◆ Exercise aim ◆
Write out each line of the entries below that holds the word "expire".

▽

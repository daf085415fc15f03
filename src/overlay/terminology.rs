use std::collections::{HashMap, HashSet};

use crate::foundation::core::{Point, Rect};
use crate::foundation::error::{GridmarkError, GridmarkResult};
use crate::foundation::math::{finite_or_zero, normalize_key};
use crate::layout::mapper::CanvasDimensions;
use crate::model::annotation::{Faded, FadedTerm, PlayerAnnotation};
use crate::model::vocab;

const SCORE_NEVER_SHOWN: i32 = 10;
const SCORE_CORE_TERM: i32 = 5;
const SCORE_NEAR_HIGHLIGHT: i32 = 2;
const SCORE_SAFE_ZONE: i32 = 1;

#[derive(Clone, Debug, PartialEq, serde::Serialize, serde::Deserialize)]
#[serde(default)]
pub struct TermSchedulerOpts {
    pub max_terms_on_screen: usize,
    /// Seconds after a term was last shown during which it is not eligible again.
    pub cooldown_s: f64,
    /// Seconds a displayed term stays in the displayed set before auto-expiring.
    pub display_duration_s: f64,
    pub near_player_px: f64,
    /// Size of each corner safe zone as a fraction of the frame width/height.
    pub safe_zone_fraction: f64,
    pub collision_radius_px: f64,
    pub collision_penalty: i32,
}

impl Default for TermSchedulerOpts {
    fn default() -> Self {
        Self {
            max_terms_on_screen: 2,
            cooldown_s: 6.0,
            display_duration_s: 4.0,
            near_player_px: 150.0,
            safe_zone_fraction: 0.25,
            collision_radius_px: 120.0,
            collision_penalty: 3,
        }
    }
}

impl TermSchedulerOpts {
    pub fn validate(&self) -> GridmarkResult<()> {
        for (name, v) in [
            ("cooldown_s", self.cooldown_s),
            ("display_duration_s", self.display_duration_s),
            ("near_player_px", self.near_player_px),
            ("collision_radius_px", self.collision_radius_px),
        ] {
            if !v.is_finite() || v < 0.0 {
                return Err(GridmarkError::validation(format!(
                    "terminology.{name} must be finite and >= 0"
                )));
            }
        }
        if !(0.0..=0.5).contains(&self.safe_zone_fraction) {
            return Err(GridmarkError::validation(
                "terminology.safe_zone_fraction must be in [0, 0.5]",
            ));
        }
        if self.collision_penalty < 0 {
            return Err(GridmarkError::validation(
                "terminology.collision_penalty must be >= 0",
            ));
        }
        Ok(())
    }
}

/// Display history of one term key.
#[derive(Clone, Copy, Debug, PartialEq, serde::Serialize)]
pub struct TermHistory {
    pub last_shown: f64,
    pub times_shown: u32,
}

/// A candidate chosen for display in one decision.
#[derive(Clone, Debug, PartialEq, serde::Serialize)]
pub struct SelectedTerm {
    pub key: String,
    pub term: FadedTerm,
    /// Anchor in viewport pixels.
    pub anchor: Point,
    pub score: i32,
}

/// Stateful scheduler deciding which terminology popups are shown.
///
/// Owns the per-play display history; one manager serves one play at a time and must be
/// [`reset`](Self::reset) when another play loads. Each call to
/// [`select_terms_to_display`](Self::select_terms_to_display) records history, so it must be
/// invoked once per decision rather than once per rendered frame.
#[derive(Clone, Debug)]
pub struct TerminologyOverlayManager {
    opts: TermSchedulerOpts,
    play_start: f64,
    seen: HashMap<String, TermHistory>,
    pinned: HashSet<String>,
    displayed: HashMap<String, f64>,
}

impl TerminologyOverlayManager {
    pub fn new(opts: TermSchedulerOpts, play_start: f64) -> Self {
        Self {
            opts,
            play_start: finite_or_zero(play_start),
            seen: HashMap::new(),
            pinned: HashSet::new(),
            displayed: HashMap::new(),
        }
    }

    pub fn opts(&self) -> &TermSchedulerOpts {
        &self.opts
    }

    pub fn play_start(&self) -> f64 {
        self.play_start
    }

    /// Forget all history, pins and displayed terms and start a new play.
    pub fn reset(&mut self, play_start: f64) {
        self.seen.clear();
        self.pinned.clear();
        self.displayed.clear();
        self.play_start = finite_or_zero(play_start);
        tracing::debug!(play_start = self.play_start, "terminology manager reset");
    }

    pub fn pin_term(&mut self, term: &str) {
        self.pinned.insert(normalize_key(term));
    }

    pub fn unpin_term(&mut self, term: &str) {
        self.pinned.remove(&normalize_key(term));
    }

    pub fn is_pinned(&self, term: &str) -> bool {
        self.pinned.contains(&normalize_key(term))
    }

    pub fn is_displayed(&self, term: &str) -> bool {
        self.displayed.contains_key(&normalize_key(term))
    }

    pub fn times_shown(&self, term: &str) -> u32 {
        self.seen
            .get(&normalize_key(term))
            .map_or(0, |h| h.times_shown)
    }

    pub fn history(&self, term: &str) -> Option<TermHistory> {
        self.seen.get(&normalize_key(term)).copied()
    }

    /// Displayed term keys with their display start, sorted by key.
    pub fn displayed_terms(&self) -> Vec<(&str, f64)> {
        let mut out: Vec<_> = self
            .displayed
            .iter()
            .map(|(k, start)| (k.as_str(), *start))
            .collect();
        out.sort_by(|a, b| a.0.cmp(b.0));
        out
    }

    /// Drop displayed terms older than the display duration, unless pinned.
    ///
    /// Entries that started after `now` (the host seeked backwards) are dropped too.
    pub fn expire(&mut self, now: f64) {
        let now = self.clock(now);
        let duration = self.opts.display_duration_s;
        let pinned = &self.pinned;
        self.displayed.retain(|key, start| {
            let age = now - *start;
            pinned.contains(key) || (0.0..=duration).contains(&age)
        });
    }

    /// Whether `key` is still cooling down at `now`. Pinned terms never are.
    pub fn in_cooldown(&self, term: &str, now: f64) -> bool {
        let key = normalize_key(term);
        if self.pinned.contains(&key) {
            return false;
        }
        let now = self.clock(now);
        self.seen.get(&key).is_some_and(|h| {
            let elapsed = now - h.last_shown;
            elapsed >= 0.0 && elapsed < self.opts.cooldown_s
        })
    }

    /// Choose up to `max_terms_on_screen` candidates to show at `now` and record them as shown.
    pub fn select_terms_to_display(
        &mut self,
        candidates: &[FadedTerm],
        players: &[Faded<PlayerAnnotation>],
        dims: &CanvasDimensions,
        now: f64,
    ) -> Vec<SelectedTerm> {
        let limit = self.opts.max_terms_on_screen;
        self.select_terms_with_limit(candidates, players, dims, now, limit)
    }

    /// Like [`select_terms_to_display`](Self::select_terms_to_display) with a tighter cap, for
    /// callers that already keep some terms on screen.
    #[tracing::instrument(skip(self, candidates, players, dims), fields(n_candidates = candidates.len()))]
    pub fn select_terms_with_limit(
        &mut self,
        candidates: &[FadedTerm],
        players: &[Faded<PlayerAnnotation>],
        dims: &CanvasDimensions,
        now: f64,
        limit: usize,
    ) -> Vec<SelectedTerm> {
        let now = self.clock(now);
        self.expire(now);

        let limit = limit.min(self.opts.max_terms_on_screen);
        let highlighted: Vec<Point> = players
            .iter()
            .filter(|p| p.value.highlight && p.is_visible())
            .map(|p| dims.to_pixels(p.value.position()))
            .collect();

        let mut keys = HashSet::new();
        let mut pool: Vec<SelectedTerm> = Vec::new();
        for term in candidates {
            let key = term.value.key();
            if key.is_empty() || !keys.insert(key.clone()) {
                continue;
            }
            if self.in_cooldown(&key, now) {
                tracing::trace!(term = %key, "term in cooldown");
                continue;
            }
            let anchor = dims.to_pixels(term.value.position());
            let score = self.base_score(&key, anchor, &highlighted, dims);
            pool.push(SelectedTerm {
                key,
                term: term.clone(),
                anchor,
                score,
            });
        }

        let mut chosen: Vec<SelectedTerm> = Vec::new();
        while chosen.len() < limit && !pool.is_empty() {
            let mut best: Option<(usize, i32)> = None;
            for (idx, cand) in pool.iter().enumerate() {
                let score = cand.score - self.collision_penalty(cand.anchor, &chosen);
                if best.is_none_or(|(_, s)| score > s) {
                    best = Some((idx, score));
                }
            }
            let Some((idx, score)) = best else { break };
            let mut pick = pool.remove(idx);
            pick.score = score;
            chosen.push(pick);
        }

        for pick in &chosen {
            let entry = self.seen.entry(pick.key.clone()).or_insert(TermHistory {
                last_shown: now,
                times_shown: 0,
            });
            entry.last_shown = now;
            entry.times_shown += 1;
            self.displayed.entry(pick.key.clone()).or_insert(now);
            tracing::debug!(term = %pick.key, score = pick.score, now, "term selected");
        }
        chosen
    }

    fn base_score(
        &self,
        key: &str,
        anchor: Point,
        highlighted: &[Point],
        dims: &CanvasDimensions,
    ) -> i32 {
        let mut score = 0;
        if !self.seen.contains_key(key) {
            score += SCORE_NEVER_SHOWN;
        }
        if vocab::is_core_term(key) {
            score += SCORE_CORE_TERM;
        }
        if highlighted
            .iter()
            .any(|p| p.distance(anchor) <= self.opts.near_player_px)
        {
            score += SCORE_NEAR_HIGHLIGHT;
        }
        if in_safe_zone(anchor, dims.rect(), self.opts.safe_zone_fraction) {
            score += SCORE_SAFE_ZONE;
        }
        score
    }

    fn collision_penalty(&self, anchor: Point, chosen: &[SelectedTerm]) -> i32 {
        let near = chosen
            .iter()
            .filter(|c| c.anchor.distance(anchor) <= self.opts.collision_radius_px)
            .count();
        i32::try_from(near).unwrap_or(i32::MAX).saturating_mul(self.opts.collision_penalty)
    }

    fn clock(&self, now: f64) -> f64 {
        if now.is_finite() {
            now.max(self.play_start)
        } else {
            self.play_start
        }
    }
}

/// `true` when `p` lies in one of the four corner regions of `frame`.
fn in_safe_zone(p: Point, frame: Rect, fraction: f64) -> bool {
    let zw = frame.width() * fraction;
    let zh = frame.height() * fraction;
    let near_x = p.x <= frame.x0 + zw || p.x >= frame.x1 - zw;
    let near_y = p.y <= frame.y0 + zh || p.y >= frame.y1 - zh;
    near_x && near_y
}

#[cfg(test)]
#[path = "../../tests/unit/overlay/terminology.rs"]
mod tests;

△

◆ Solution ◆
    pub fn expire(&mut self, now: f64) {
        self.expire(now);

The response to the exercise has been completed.